On appeal, Polo seeks three additional remedies: (1) attorneys' fees under 15 U.S.C. Sec. 1117; (2) the receipts on the sales of shirts at cost to other retailers; and (3) a permanent injunction.



A. Attorneys' Fees


The district court's refusal to award attorneys' fees under Lanham Act Sec. 35, 15 U.S.C. Sec. 1117 (section 1117), is reviewed for an abuse of discretion. See Playboy Enterprises, Inc. v. Baccarat Clothing Co., 692 F.2d 1272, 1275 (9th Cir.1982).
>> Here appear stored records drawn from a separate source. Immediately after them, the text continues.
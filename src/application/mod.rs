// SPDX-License-Identifier: MPL-2.0
//! Application layer - Use cases and orchestration.
//!
//! - [`port`]: Trait definitions (interfaces) for dependency inversion
//! - [`inquiry`]: Messaging deep link offered to shoppers
//! - [`upload`]: Unique object names and media kind detection for uploads
//! - [`signup`]: Invitation redemption into an admin account
//!
//! # Dependency Rule
//!
//! - Application layer depends on domain layer (uses domain types)
//! - Infrastructure layer implements application layer ports
//! - Presentation layer uses application layer services
//!
//! # Example
//!
//! ```ignore
//! use boutique_showcase::application::port::CatalogStore;
//! use boutique_showcase::infrastructure::catalog::TomlCatalogStore;
//!
//! let store = TomlCatalogStore::new(data_dir.join("catalog.toml"));
//! let newest_first = store.list()?;
//! ```

pub mod inquiry;
pub mod port;
pub mod signup;
pub mod upload;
Section 1117 provides that "[t]he court in exceptional cases may award reasonable attorney fees to the prevailing party." Congress added this sentence in 1975, Act of Jan. 2, 1975, Pub.L. No. 93-600, Sec. 3, 88 Stat.1955, 1955, to overrule the Supreme Court decision in Fleischmann Distilling Corp. v. Maier Brewing Co., 386 U.S. 714, 87 S.Ct. 1404, 18 L.Ed.2d 475 (1967) (prohibiting the award of attorneys' fees in trademark cases absent express statutory authority). The Senate Report described the breadth of the remedy as follows:

view counter

Effective enforcement of trademark rights is left to the trademark owners and they should, in the interest of preventing purchaser confusion, be encouraged to enforce trademark rights. It would be unconscionable not to provide a complete remedy including attorney fees for acts which courts have characterized as malicious, fraudulent, deliberate, and willful. The proposed amendment would limit attorney fees to "exceptional cases" and the award of attorney fees would be within the discretion of the court.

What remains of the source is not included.